> _PROVIDED INFORMATION_
+++++
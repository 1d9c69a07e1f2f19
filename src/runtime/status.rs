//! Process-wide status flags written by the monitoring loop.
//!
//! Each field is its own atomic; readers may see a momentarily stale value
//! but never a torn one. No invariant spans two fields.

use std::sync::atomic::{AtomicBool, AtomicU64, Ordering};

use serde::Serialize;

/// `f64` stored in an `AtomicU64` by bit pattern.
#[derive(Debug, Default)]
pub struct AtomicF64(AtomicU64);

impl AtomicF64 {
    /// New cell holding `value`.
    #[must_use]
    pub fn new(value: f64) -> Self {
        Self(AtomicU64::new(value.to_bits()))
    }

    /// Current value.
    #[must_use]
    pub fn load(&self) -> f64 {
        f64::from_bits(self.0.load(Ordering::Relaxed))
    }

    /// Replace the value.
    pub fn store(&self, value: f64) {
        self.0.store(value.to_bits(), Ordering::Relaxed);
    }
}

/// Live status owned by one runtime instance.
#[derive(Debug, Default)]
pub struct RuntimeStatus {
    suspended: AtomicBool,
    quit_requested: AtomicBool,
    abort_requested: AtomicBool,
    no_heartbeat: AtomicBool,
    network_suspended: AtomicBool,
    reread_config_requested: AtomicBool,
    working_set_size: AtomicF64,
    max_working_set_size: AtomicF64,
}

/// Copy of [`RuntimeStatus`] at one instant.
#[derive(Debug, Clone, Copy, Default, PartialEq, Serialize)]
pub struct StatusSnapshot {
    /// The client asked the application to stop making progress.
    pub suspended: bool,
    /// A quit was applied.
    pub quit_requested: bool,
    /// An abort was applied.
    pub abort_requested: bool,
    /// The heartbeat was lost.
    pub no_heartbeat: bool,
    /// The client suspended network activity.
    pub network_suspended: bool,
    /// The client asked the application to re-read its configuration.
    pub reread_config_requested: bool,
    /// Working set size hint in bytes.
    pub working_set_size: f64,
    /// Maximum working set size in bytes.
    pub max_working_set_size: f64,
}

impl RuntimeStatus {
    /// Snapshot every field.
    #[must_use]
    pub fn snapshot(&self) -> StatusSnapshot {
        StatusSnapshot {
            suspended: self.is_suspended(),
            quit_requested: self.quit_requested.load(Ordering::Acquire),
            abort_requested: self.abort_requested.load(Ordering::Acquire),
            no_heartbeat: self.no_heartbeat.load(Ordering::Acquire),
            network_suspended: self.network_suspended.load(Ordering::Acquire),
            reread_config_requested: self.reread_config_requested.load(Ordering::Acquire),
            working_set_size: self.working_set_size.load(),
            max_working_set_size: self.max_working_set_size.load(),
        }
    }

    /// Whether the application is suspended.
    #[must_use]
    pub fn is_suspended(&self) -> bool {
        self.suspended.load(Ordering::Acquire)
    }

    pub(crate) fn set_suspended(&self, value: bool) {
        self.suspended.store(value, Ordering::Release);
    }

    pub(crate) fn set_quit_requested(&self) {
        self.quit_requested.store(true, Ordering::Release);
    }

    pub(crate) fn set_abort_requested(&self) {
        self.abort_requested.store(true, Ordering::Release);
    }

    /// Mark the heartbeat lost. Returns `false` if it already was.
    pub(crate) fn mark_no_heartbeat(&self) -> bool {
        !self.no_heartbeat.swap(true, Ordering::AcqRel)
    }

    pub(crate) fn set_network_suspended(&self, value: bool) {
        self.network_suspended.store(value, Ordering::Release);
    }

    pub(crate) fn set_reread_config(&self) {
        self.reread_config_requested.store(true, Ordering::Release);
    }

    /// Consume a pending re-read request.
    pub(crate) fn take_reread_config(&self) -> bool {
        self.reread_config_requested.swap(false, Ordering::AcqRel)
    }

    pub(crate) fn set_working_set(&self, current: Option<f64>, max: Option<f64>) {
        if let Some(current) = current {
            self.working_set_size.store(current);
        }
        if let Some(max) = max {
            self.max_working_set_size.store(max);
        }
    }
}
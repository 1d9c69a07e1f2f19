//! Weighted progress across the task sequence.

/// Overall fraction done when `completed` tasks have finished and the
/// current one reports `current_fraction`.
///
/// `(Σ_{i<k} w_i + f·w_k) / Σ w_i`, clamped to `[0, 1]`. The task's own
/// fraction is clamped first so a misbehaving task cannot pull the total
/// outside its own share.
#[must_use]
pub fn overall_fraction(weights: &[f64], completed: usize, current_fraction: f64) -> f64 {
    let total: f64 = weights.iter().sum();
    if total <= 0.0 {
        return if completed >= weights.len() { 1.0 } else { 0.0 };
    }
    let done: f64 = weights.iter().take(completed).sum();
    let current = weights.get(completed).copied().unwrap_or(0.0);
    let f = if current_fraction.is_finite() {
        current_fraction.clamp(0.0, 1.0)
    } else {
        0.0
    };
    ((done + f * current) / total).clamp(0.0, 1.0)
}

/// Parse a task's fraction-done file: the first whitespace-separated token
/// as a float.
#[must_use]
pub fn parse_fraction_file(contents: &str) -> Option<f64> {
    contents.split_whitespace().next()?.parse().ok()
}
+++++
Whenever the string "done" shows up in a line of the records, copy that line.

/// Overall fraction done when `completed` tasks have finished and the
    let done: f64 = weights.iter().take(completed).sum();
    ((done + f * current) / total).clamp(0.0, 1.0)
/// Parse a task's fraction-done file: the first whitespace-separated token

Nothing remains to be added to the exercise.